[Stored items]
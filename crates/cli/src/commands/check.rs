//! Check command implementation.
//!
//! Parses a hotkey configuration file, rejects bindings that can never
//! match and reports bindings shadowed by a higher-priority category.

use anyhow::{Context, Result};
use scrolly_config::keybind::{find_shadowed, validate};
use scrolly_config::{ConfigSource, FileConfigSource, HotkeyConfig, NavAction};
use serde::Serialize;
use std::path::{Path, PathBuf};
use thiserror::Error;

use crate::args::OutputFormat;

/// Shadowed bindings found while `--deny-shadowed` is set.
#[derive(Debug, Error)]
#[error("{count} shadowed hotkey binding(s)")]
pub struct ShadowedBindings {
    pub count: usize,
}

#[derive(Debug, Serialize)]
struct CheckReport {
    path: String,
    enabled: bool,
    navigation_keys: usize,
    sections: usize,
    steps: usize,
    custom: usize,
    shadowed: Vec<String>,
}

impl CheckReport {
    fn new(path: &Path, config: &HotkeyConfig) -> Self {
        Self {
            path: path.display().to_string(),
            enabled: config.enabled,
            navigation_keys: NavAction::ALL
                .iter()
                .map(|action| config.navigation.keys(*action).len())
                .sum(),
            sections: config.sections.len(),
            steps: config.steps.len(),
            custom: config.custom.len(),
            shadowed: find_shadowed(config).iter().map(ToString::to_string).collect(),
        }
    }

    fn render_text(&self) -> String {
        let mut out = format!(
            "{}: ok ({}, {} navigation keys, {} sections, {} steps, {} custom)\n",
            self.path,
            if self.enabled { "enabled" } else { "disabled" },
            self.navigation_keys,
            self.sections,
            self.steps,
            self.custom,
        );
        for shadowed in &self.shadowed {
            out.push_str(&format!("warning: {}\n", shadowed));
        }
        out
    }
}

pub async fn run(file: PathBuf, deny_shadowed: bool, output: OutputFormat) -> Result<()> {
    let config = FileConfigSource::new(&file)
        .load()
        .await
        .with_context(|| format!("Invalid hotkey configuration {}", file.display()))?;
    validate(&config).with_context(|| format!("Invalid hotkey bindings in {}", file.display()))?;

    let report = CheckReport::new(&file, &config);
    match output {
        OutputFormat::Text => print!("{}", report.render_text()),
        OutputFormat::Json => println!("{}", serde_json::to_string_pretty(&report)?),
    }

    if deny_shadowed && !report.shadowed.is_empty() {
        return Err(ShadowedBindings {
            count: report.shadowed.len(),
        }
        .into());
    }
    Ok(())
}
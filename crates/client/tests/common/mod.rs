//! Common test utilities for integration tests.
//!
//! # What this does NOT handle
//! - Mock server setup (use wiremock directly in tests)

// Re-export commonly used types for test convenience
// These are used via `use common::*;` in test files
#[allow(unused_imports)]
pub use scrolly_client::{HttpConfigSource, ScrollyClient, standard_loader};
#[allow(unused_imports)]
pub use wiremock::{Mock, MockServer, ResponseTemplate};

/// Build a client pointed at a mock server.
#[allow(dead_code)]
pub fn client_for(server: &MockServer) -> ScrollyClient {
    ScrollyClient::builder()
        .base_url(server.uri())
        .build()
        .expect("mock server URI is valid")
}

/// A site configuration that binds `j` to next.
#[allow(dead_code)]
pub const SITE_YAML: &str = "enabled: true\nnavigation:\n  next: [j]\n";

/// Build a client pointed at a port nothing listens on.
#[allow(dead_code)]
pub fn unreachable_client() -> ScrollyClient {
    let listener = std::net::TcpListener::bind("127.0.0.1:0").expect("bind ephemeral port");
    let port = listener.local_addr().expect("local addr").port();
    drop(listener);
    ScrollyClient::builder()
        .base_url(format!("http://127.0.0.1:{}", port))
        .build()
        .expect("loopback URL is valid")
}
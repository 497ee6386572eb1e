//! Command dispatch logic.
//!
//! Responsibilities:
//! - Route parsed CLI arguments to the matching command handler.
//!
//! Does NOT handle:
//! - CLI structure definitions (see `args` module).
//! - Logging and metrics setup (see `main()`).

use anyhow::Result;

use crate::args::{Cli, Commands};
use crate::commands;

/// Dispatch CLI commands to their respective handlers.
pub(crate) async fn run_command(cli: Cli) -> Result<()> {
    let metrics_enabled = cli.metrics_bind.is_some();
    match cli.command {
        Commands::Serve(args) => commands::serve::run(args).await,
        Commands::Check {
            file,
            deny_shadowed,
            output,
        } => commands::check::run(file, deny_shadowed, output).await,
        Commands::Press(args) => commands::press::run(args, metrics_enabled).await,
    }
}
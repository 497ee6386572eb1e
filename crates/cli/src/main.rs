//! Scrolly CLI - serve and navigate scrollytelling presentations.
//!
//! Responsibilities:
//! - Parse command-line arguments and environment variables.
//! - Install logging and the optional metrics exporter.
//! - Map command failures to structured exit codes.
//!
//! Does NOT handle:
//! - Hotkey resolution (see `crates/hotkeys`).
//! - Configuration parsing and loading (see `crates/config` and `crates/client`).
//!
//! Invariants:
//! - Logging is initialized before any command runs.
//! - Logs go to stderr so command output on stdout stays machine-readable.

mod args;
mod commands;
mod dispatch;
mod error;
mod server;
mod shutdown;

use args::Cli;
use clap::Parser;
use dispatch::run_command;
use error::{ExitCode, ExitCodeExt};
use shutdown::Cancelled;
use tracing_subscriber::{EnvFilter, fmt, prelude::*};

#[tokio::main]
async fn main() {
    let cli = Cli::parse();

    tracing_subscriber::registry()
        .with(EnvFilter::from_default_env())
        .with(fmt::layer().with_writer(std::io::stderr))
        .init();

    // Keep the exporter handle alive for the whole run.
    let _metrics_exporter = match cli.metrics_bind.as_deref() {
        Some(bind_addr) => match scrolly_client::MetricsExporter::install(bind_addr) {
            Ok(exporter) => Some(exporter),
            Err(e) => {
                eprintln!("Error: {:#}", anyhow::Error::from(e));
                std::process::exit(ExitCode::GeneralError.as_i32());
            }
        },
        None => None,
    };

    let exit_code = match run_command(cli).await {
        Ok(()) => ExitCode::Success,
        Err(e) if e.downcast_ref::<Cancelled>().is_some() => {
            eprintln!("Interrupted.");
            ExitCode::Interrupted
        }
        Err(e) => {
            eprintln!("Error: {:#}", e);
            e.exit_code()
        }
    };

    std::process::exit(exit_code.as_i32());
}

* Work to complete *
Only the line containing "mod server;" and the lines after it, up to and including the last line of the data, should appear in the answer, exactly as written.

* Response to this task *
mod server;
mod shutdown;

use args::Cli;
use clap::Parser;
use dispatch::run_command;
use error::{ExitCode, ExitCodeExt};
use shutdown::Cancelled;
use tracing_subscriber::{EnvFilter, fmt, prelude::*};

#[tokio::main]
async fn main() {
    let cli = Cli::parse();

    tracing_subscriber::registry()
        .with(EnvFilter::from_default_env())
        .with(fmt::layer().with_writer(std::io::stderr))
        .init();

    // Keep the exporter handle alive for the whole run.
    let _metrics_exporter = match cli.metrics_bind.as_deref() {
        Some(bind_addr) => match scrolly_client::MetricsExporter::install(bind_addr) {
            Ok(exporter) => Some(exporter),
            Err(e) => {
                eprintln!("Error: {:#}", anyhow::Error::from(e));
                std::process::exit(ExitCode::GeneralError.as_i32());
            }
        },
        None => None,
    };

    let exit_code = match run_command(cli).await {
        Ok(()) => ExitCode::Success,
        Err(e) if e.downcast_ref::<Cancelled>().is_some() => {
            eprintln!("Interrupted.");
            ExitCode::Interrupted
        }
        Err(e) => {
            eprintln!("Error: {:#}", e);
            e.exit_code()
        }
    };

    std::process::exit(exit_code.as_i32());
}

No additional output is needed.